Her “Farm-to-Student” project, in partnership with students and the University Art Museum, promoted student education on sustainable food. She also involves service-learning in her Hospitality Management course on a sustainable food system by providing fresh produce to the community, campus food programs and food banks.
Gustin created an eleven-episode series on Beach TV addressing sustainable cooking with a focus on affordable and healthy food. Gustin funded, wrote, and with the guidance of Beach TV, filmed the entire series which aired on public TV and on YouTube. Moreover, she directed her students to service-learning projects for homeless,and recently homeless families at the Villages of Cabrillo. She ran cooking classes, which taught about accessing, preparing and cooking sustainable food to affordably increase nutrient intake and health.

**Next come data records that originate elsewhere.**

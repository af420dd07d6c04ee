//! # Spoofing and Foreign Traffic
//!
//! A context on the same transport does not need a registry to send: it can
//! put arbitrary strings on the wire. These tests post raw payloads through
//! a bare endpoint and check what reaches the victim's listeners.
//!
//! ## Attack Vectors
//!
//! 1. **Noise**: non-JSON and non-object payloads from unrelated code
//! 2. **Foreign protocol**: well-formed envelopes with another tag
//! 3. **Malformed metadata**: non-string or empty identifiers
//! 4. **Metadata injection**: payload keys named like protocol fields
//! 5. **Origin forgery**: a lying `__origin` field

#[cfg(test)]
mod tests {
    use postit::{InMemoryTransport, Transport, WILDCARD};
    use serde_json::json;

    use crate::harness::{recorder, settle, Context};

    const VICTIM: &str = "http://bank.test";
    const ATTACKER: &str = "http://evil.test";

    #[tokio::test]
    async fn test_noise_is_ignored() {
        let hub = InMemoryTransport::new();
        let victim = Context::connect(&hub, VICTIM);
        let attacker = hub.connect(ATTACKER).unwrap();
        let (listener, calls) = recorder();

        victim.registry.add("foo");
        victim.registry.on("foo", WILDCARD, listener);

        for noise in ["", "foo", "42", "null", "[1,2]", "{", r#""__postit""#] {
            attacker.send_message(noise.to_string(), &victim.handle(), "*");
        }
        settle().await;

        assert!(calls.lock().is_empty());
        assert!(victim.is_listening());
        let snapshot = victim.registry.metrics().snapshot();
        assert_eq!(snapshot.received, 7);
        assert_eq!(snapshot.dropped, 7);
    }

    #[tokio::test]
    async fn test_foreign_tag_is_ignored() {
        let hub = InMemoryTransport::new();
        let victim = Context::connect(&hub, VICTIM);
        let attacker = hub.connect(ATTACKER).unwrap();
        let (listener, calls) = recorder();

        victim.registry.add("foo");
        victim.registry.on("foo", "foo.bar", listener);

        let forged = json!({
            "__postit": "not-postit",
            "__event": "foo.bar",
            "__id": "foo",
            "__origin": VICTIM,
            "foo": "bar"
        });
        attacker.send_message(forged.to_string(), &victim.handle(), "*");
        settle().await;

        assert!(calls.lock().is_empty());
    }

    #[tokio::test]
    async fn test_malformed_identifier_is_ignored() {
        let hub = InMemoryTransport::new();
        let victim = Context::connect(&hub, VICTIM);
        let attacker = hub.connect(ATTACKER).unwrap();
        let (listener, calls) = recorder();

        victim.registry.add("foo");
        victim.registry.on("foo", WILDCARD, listener);

        for id in [json!(["foo"]), json!({ "foo": "bar" }), json!(7), json!("")] {
            let forged = json!({
                "__postit": "postit",
                "__event": "foo.bar",
                "__id": id,
                "__origin": ATTACKER
            });
            attacker.send_message(forged.to_string(), &victim.handle(), "*");
        }
        settle().await;

        assert!(calls.lock().is_empty());
    }

    #[tokio::test]
    async fn test_payload_cannot_override_metadata() {
        let hub = InMemoryTransport::new();
        let ctx = Context::connect(&hub, VICTIM);
        let (admin, admin_calls) = recorder();
        let (user, user_calls) = recorder();

        ctx.registry.add("admin");
        ctx.registry.add("user");
        ctx.registry.on("admin", WILDCARD, admin);
        ctx.registry.on("user", "profile", user);

        let hostile = json!({
            "name": "mallory",
            "__id": "admin",
            "__event": "grant",
            "__origin": "http://trusted.test",
            "__postit": "other"
        });
        ctx.registry
            .emit("user", "profile", &ctx.handle(), &hostile, "*");
        settle().await;

        assert!(admin_calls.lock().is_empty());
        let calls = user_calls.lock();
        assert_eq!(calls.len(), 1);
        assert_eq!(calls[0].id(), "user");
        assert_eq!(calls[0].event(), "profile");
        assert_eq!(calls[0].tag(), "postit");
        assert_eq!(calls[0].sender_origin(), VICTIM);
        assert_eq!(calls[0].get("name"), Some(&json!("mallory")));
    }

    #[tokio::test]
    async fn test_forged_origin_is_visible_to_listener() {
        let hub = InMemoryTransport::new();
        let victim = Context::connect(&hub, VICTIM);
        let attacker = hub.connect(ATTACKER).unwrap();
        let (listener, calls) = recorder();

        victim.registry.add("foo");
        victim.registry.on("foo", "foo.bar", listener);

        // Knows the tag and the identifier, lies about where it comes from
        let forged = json!({
            "__postit": "postit",
            "__event": "foo.bar",
            "__id": "foo",
            "__origin": VICTIM,
            "amount": 1_000_000
        });
        attacker.send_message(forged.to_string(), &victim.handle(), VICTIM);
        settle().await;

        // Delivered, but the transport origin tells the truth
        let calls = calls.lock();
        assert_eq!(calls.len(), 1);
        assert_eq!(calls[0].sender_origin(), VICTIM);
        assert_eq!(calls[0].origin, ATTACKER);
        assert_eq!(calls[0].source, Some(attacker.handle()));
    }

    #[tokio::test]
    async fn test_attacker_cannot_read_with_wrong_target_origin() {
        let hub = InMemoryTransport::new();
        let victim = Context::connect(&hub, VICTIM);
        let attacker = Context::connect(&hub, ATTACKER);
        let (listener, calls) = recorder();

        attacker.registry.add("secret");
        attacker.registry.on("secret", WILDCARD, listener);

        // The victim addresses the attacker's handle but pins its own peer origin
        victim.registry.add("secret");
        victim.registry.emit(
            "secret",
            "token",
            &attacker.handle(),
            &json!({ "token": "s3cr3t" }),
            "http://partner.test",
        );
        settle().await;

        assert!(calls.lock().is_empty());
    }
}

Gustin also works to educate the community on reducing food waste by working with Food Forward and Waste Not OC to glean food from farmers markets and restaurants. For example, she enlightened restaurants about food sharing options protected under on the Good Samaritan law, which states that they can donate the food to non-profit organizations.
Miriam Mercado, Business Administration, Management
Miriam Mercado’s future goal of becoming City Manager for the city of Paramount seems inevitable. Her active involvement in local and state government service organizations, while majoring in Business
Administration with an emphasis in Management, show she is on her way to seeing her dreams become reality.
Miriam currently serves as an intern for Speaker Anthony Rendon, the Assembly member for the 63rd district. Here she works with representatives, conducts community outreach, assists community-based organizations, and organizes civic events and projects.
Mercado is an active member of two city of Paramount committees. She is a member of the Paramount Heritage Parade planning committee, which has initiated the first city parade in over 45 years. She also participated in the committee that organized the first ever Paramount Veterans Day event, while she served as an ambassador for the city’s youth. Mercado is also a recreation leader for Paramount and a member of Paramount-Tepic Sister Cities organization. In this position she works hard to educate and mentor Paramount’s youth. In Paramount-Tepic Sister Cities, she served as the high school liaison for the organization, but now is their Youth Director and Event coordinator. In her capacity as a leader, she oversees planning city-wide cleanups, setting up events and taking the lead on service-learning projects.
She also splits her time with the Paramount Lion’s Club and the Friends of the Library. As a Lion, she has volunteered in Vision and Diabetes screening events that help attendees find out if they need glasses or have diabetes. As a Friend, she promotes her local library events and the importance of reading.